A research group led by Ellen Sidransky, M.D., a senior investigator in NHGRI’s Division of Intramural Research, sequenced DNA from autopsy samples that had been carefully examined and classified by neuropathologists at the University of Pennsylvania. Dr. Sidransky’s group found mutations in the GBA gene in 23 percent of patients with DLB. That rate is nearly 40 times higher than the frequency of GBA mutations in the general population.
“Our findings are particularly significant because this is among the first examples of a genetic change associated with dementia with Lewy bodies. This discovery will serve to advance our understanding of the mechanisms underlying this devastating disease,” said Dr. Sidransky, who is also acting chief of NHGRI’s Medical Genetics Branch.
Until recently, most research on GBA focused on Gaucher disease, a rare, inherited metabolic disorder in which harmful quantities of a fatty substance, called glucocerebroside, accumulate in the spleen, liver, lungs, bone marrow and, in some cases, the brain. All people with Gaucher disease have a deficiency of the GBA enzyme, which is involved in the breakdown and recycling of glucocerebroside.

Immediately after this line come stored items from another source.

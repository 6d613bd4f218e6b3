//! Error type shared by the store, the query facade and the graph.

use thiserror::Error;

use crate::graph::{EdgeId, VertexId};
use crate::model::{SlotId, ValueKind};

/// Result alias used throughout the crate.
pub type Result<T> = std::result::Result<T, DbError>;

/// Everything a store, index, facade or graph operation can fail with.
#[derive(Debug, Clone, PartialEq, Error)]
pub enum DbError {
    /// Rejected configuration, such as an empty key attribute or a bad log filter.
    #[error("configuration error: {0}")]
    Configuration(String),
    /// A record lacks an attribute it must carry.
    #[error("record is missing indexed attribute '{0}'")]
    MissingAttribute(String),
    /// Lookup or range query on an attribute with no index.
    #[error("attribute '{0}' is not indexed")]
    UnindexedAttribute(String),
    /// Range query whose low bound sorts after its high bound.
    #[error("invalid range on '{attribute}': low bound {low} is greater than high bound {high}")]
    InvalidRange {
        /// Attribute being scanned.
        attribute: String,
        /// Rendered low bound.
        low: String,
        /// Rendered high bound.
        high: String,
    },
    /// Slot id past the end of the store, or one holding a tombstone.
    #[error("slot {0} is out of range or empty")]
    InvalidSlot(SlotId),
    /// An internal structure failed its consistency check.
    #[error("invariant violated: {0}")]
    InvariantViolation(String),
    /// A field value disagrees with the kind the schema declares.
    #[error("attribute '{attribute}' expects {expected}, found {found}")]
    TypeMismatch {
        /// Offending field.
        attribute: String,
        /// Kind declared by the schema.
        expected: ValueKind,
        /// Kind of the value supplied.
        found: ValueKind,
    },
    /// A key that must be unique is already taken.
    #[error("duplicate value {value} for unique attribute '{attribute}'")]
    DuplicateKey {
        /// Key attribute.
        attribute: String,
        /// Rendered key value.
        value: String,
    },
    /// Vertex handle that does not belong to this graph.
    #[error("vertex {0} not found")]
    UnknownVertex(VertexId),
    /// Edge handle that does not belong to this graph.
    #[error("edge {0} not found")]
    UnknownEdge(EdgeId),
}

Over the past few years, Dr. Sidransky’s lab and other research groups have uncovered data suggesting that GBA alterations may also be a risk factor for the development of symptoms that resemble those seen in Parkinson’s disease. The latest findings add DLB to the list of disorders in which the GBA gene may play a role. People with Gaucher disease have two mutated copies of the GBA gene, while the DLB patients with GBA alterations have one mutated copy and one normal copy.
“This serves as an example of how a genetic alteration may lead to a key enzyme taking on a totally different role from its primary function, contributing to a common, complex disorder,” said Ozlem Goker-Alpan, M.D., a clinical fellow in Dr. Sidransky’s lab and the first author of the study.
Specifically, the NHGRI-led group examined the GBA gene in autopsy specimens from 75 patients who had been diagnosed with a class of neurodegenerative disorders known as synucleinopathies, which are characterized by abnormal aggregates of a protein called alpha-synuclein within brain and other neural cells. The three synucleinopathies examined in the study were DLB, Parkinson’s disease and multiple system atrophy.
Researchers found GBA mutations in the brain tissue of eight of the 35 cases of DLB. Only one of 28 patients with “classic” Parkinson’s disease had a GBA alteration, while no mutations were found among the 12 patients with multiple system atrophy.
The results may offer intriguing new avenues for exploring the basic causes of a complex disease at the cellular level. However, the researchers emphasized that more work and larger groups of samples are needed to confirm these associations and determine exactly how GBA alterations may contribute to the accumulation of alpha-synuclein in neuronal cells.